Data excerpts
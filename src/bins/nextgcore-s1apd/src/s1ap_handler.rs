//! S1AP Message Handling
//!
//! One function per S1AP procedure or MME-APP request. Handlers run to
//! completion against the task tables and record what they touched in a
//! [`HandlerOutcome`], which the task turns into checkpoints afterwards.

use std::time::Duration;

use ogs_core::{TimerMgr, TIMER_INACTIVE_ID};
use ogs_s1ap::{
    build_downlink_nas_transport, build_handover_command, build_paging, build_reset_acknowledge,
    build_s1_setup_failure, build_s1_setup_response, build_ue_context_release_command, cause_misc,
    cause_protocol, cause_transport, Cause, DeregisteredUe, EnbInitiatedResetAck, HandoverCommandReq,
    HandoverNotify, InitialUeMessage, MmeAppMessage, MmeUeIdNotification, NasDlDataReq, PagingRequest,
    Reset, ResetKind, ResetType, S1ReleaseCause, S1SetupRequest, S1apError, S1apResult, SctpNewPeer,
    TimeToWait, UeAssociatedLogicalS1Connection, UeContextReleaseCommandReq, UeContextReleaseComplete,
    UeContextReleaseRequest, UplinkNasTransport, ENB_UE_S1AP_ID_MASK, INVALID_ENB_ID,
    INVALID_ENB_UE_S1AP_ID, INVALID_MME_UE_S1AP_ID, S1AP_ENB_NAME_MAX_LEN,
};

use crate::config::S1apConfig;
use crate::context::{
    s1ap_generate_comp_id, EnbDescription, EnbS1State, S1apHandoverState, S1apTimerId, UeDescription,
    UeRelTimer, UeS1State, S1AP_FIRST_UE_STREAM, S1AP_ITTI_UE_PER_DEREGISTER_MESSAGE, S1AP_NON_UE_STREAM,
};
use crate::s1ap_path::{
    s1ap_send_non_ue_signalling, s1ap_send_to_enb, s1ap_send_to_enb_ue, s1ap_send_to_mme_app,
    s1ap_send_ue_signalling, S1apSink,
};
use crate::state::{S1apImsiMap, S1apState};
use crate::ta_match::{s1ap_mme_compare_ta_lists, s1ap_paging_compare_ta_lists, TaListMatch};

/// UE identity index is IMSI mod 1024 (TS 36.304)
const UE_IDENTITY_INDEX_MODULUS: u64 = 1024;

// ============================================================================
// Handler Context
// ============================================================================

/// What a handler changed, for checkpointing
#[derive(Debug, Clone, Default, PartialEq, Eq)]
pub struct HandlerOutcome {
    /// eNB/UE tables changed
    pub state_changed: bool,
    /// IMSI map changed
    pub imsi_map_changed: bool,
    /// MME UE ids whose per-UE record should be rewritten
    pub ue_updates: Vec<u32>,
    /// IMSIs whose per-UE record should be deleted
    pub ue_deletes: Vec<u64>,
}

impl HandlerOutcome {
    pub fn is_empty(&self) -> bool {
        !self.state_changed && !self.imsi_map_changed && self.ue_updates.is_empty() && self.ue_deletes.is_empty()
    }

    fn ue_changed(&mut self, mme_ue_s1ap_id: u32) {
        if mme_ue_s1ap_id != INVALID_MME_UE_S1AP_ID && !self.ue_updates.contains(&mme_ue_s1ap_id) {
            self.ue_updates.push(mme_ue_s1ap_id);
        }
    }
}

/// Everything a handler may touch
pub struct S1apHandlerCtx<'a> {
    pub state: &'a mut S1apState,
    pub imsi_map: &'a mut S1apImsiMap,
    pub config: &'a S1apConfig,
    pub timers: &'a TimerMgr<S1apTimerId>,
    pub sink: &'a mut dyn S1apSink,
    /// S1 Setup is refused until MME-APP reports the HSS link up
    pub hss_associated: bool,
    pub outcome: HandlerOutcome,
}

impl<'a> S1apHandlerCtx<'a> {
    pub fn new(
        state: &'a mut S1apState,
        imsi_map: &'a mut S1apImsiMap,
        config: &'a S1apConfig,
        timers: &'a TimerMgr<S1apTimerId>,
        sink: &'a mut dyn S1apSink,
        hss_associated: bool,
    ) -> Self {
        Self {
            state,
            imsi_map,
            config,
            timers,
            sink,
            hss_associated,
            outcome: HandlerOutcome::default(),
        }
    }

    /// Consume the context, keeping only the outcome
    pub fn into_outcome(self) -> HandlerOutcome {
        self.outcome
    }
}

fn unknown_ue(mme_ue_s1ap_id: u32, enb_ue_s1ap_id: u32) -> S1apError {
    S1apError::UnknownUe {
        mme_ue_s1ap_id,
        enb_ue_s1ap_id,
    }
}

/// UE by MME UE id, else by (association, eNB UE id)
fn find_ue_comp_id(state: &S1apState, sctp_assoc_id: u32, mme_ue_s1ap_id: u32, enb_ue_s1ap_id: u32) -> Option<u64> {
    if mme_ue_s1ap_id != INVALID_MME_UE_S1AP_ID {
        if let Some(comp) = state.find_comp_id_by_mme_id(mme_ue_s1ap_id) {
            return Some(comp);
        }
    }
    state
        .get_ue_by_enb_and_id(sctp_assoc_id, enb_ue_s1ap_id)
        .map(|ue| ue.comp_s1ap_id)
}

/// First UE with this eNB UE id on any eNB, in association order
fn find_ue_comp_id_any_enb(state: &S1apState, enb_ue_s1ap_id: u32) -> Option<u64> {
    state.enbs().keys().into_iter().find_map(|assoc_id| {
        state
            .get_ue_by_enb_and_id(assoc_id, enb_ue_s1ap_id)
            .map(|ue| ue.comp_s1ap_id)
    })
}

// ============================================================================
// SCTP association events
// ============================================================================

/// A new SCTP association came up
pub fn handle_new_association(ctx: &mut S1apHandlerCtx<'_>, peer: &SctpNewPeer) -> S1apResult<()> {
    let assoc_id = peer.assoc_id;

    match ctx.state.get_enb(assoc_id).map(|enb| enb.s1_state) {
        None => {
            let mut enb = EnbDescription::new(assoc_id);
            enb.instreams = peer.instreams;
            enb.outstreams = peer.outstreams;
            enb.ran_cp_ipaddr = peer.ran_cp_ipaddr.clone();
            ctx.state.add_enb(enb)?;
            log::info!(
                "New eNB association {} (instreams {} outstreams {})",
                assoc_id,
                peer.instreams,
                peer.outstreams
            );
        }
        Some(s1_state @ (EnbS1State::Shutdown | EnbS1State::Reseting)) => {
            log::warn!("Association {} refused, eNB still in {}", assoc_id, s1_state);
            return Err(S1apError::InvalidState(format!("eNB assoc {assoc_id} is {s1_state}")));
        }
        Some(_) => {
            ctx.state.update_enb(assoc_id, |enb| {
                enb.instreams = peer.instreams;
                enb.outstreams = peer.outstreams;
                enb.ran_cp_ipaddr = peer.ran_cp_ipaddr.clone();
                enb.next_sctp_stream = S1AP_FIRST_UE_STREAM;
            })?;
            ctx.state.set_enb_state(assoc_id, EnbS1State::Init)?;
            log::info!("eNB association {} restarted", assoc_id);
        }
    }

    ctx.outcome.state_changed = true;
    Ok(())
}

/// Tell MME-APP about every UE of an eNB, in bounded batches
fn send_enb_deregistered_ind(ctx: &mut S1apHandlerCtx<'_>, sctp_assoc_id: u32) -> S1apResult<usize> {
    let Some(enb) = ctx.state.get_enb(sctp_assoc_id) else {
        return Ok(0);
    };
    let enb_id = enb.enb_id;
    let ues: Vec<DeregisteredUe> = enb
        .ue_id_coll
        .iter()
        .filter_map(|comp| ctx.state.get_ue(*comp))
        .map(|ue| DeregisteredUe {
            mme_ue_s1ap_id: ue.mme_ue_s1ap_id,
            enb_ue_s1ap_id: ue.enb_ue_s1ap_id,
        })
        .collect();

    for batch in ues.chunks(S1AP_ITTI_UE_PER_DEREGISTER_MESSAGE) {
        s1ap_send_to_mme_app(
            ctx.sink,
            MmeAppMessage::EnbDeregisteredInd {
                enb_id,
                ues: batch.to_vec(),
            },
        )?;
    }
    Ok(ues.len())
}

/// SCTP association lost (shutdown) or reset by the peer
pub fn handle_sctp_disconnection(ctx: &mut S1apHandlerCtx<'_>, sctp_assoc_id: u32, reset: bool) -> S1apResult<()> {
    let enb = ctx
        .state
        .get_enb(sctp_assoc_id)
        .ok_or(S1apError::UnknownEnb(sctp_assoc_id))?;
    let nb_ue = enb.nb_ue_associated();
    log::info!(
        "SCTP {} on assoc {} (enb_id {:#x}, {} UE(s))",
        if reset { "reset" } else { "shutdown" },
        sctp_assoc_id,
        enb.enb_id,
        nb_ue
    );

    if nb_ue == 0 {
        if reset {
            ctx.state.set_enb_state(sctp_assoc_id, EnbS1State::Init)?;
        } else {
            ctx.state.remove_enb(sctp_assoc_id);
        }
        ctx.outcome.state_changed = true;
        return Ok(());
    }

    send_enb_deregistered_ind(ctx, sctp_assoc_id)?;
    let next = if reset { EnbS1State::Reseting } else { EnbS1State::Shutdown };
    ctx.state.set_enb_state(sctp_assoc_id, next)?;
    ctx.outcome.state_changed = true;
    Ok(())
}

/// Drop a READY eNB that announced the same eNB id on another association.
/// Returns true when one was removed.
pub fn clean_stale_enb_state(ctx: &mut S1apHandlerCtx<'_>, new_enb: &EnbDescription) -> bool {
    if new_enb.enb_id == INVALID_ENB_ID {
        return false;
    }
    let stale = ctx
        .state
        .enbs()
        .values()
        .find(|enb| {
            enb.enb_id == new_enb.enb_id
                && enb.sctp_assoc_id != new_enb.sctp_assoc_id
                && enb.s1_state == EnbS1State::Ready
        })
        .map(|enb| enb.sctp_assoc_id);
    let Some(stale_assoc_id) = stale else {
        return false;
    };

    log::warn!(
        "eNB {:#x} moved from assoc {} to {}, dropping stale context",
        new_enb.enb_id,
        stale_assoc_id,
        new_enb.sctp_assoc_id
    );
    if let Err(e) = send_enb_deregistered_ind(ctx, stale_assoc_id) {
        log::error!("Deregistered indication for stale eNB failed: {}", e);
    }
    if let Some((_, ues)) = ctx.state.remove_enb(stale_assoc_id) {
        for ue in &ues {
            release_ue_resources(ctx, ue);
        }
    }
    ctx.outcome.state_changed = true;
    true
}

// ============================================================================
// S1 Setup
// ============================================================================

fn send_s1_setup_failure(
    ctx: &mut S1apHandlerCtx<'_>,
    sctp_assoc_id: u32,
    cause: Cause,
    time_to_wait: Option<TimeToWait>,
) -> S1apResult<()> {
    log::warn!("S1 Setup Failure to assoc {}: {}", sctp_assoc_id, cause);
    s1ap_send_non_ue_signalling(ctx.sink, sctp_assoc_id, build_s1_setup_failure(cause, time_to_wait))
}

### Work required
Scan the records above for the string "TimerMgr", then copy each line where it turns up.

### Answer for the task
use ogs_core::{TimerMgr, TIMER_INACTIVE_ID};
    pub timers: &'a TimerMgr<S1apTimerId>,
        timers: &'a TimerMgr<S1apTimerId>,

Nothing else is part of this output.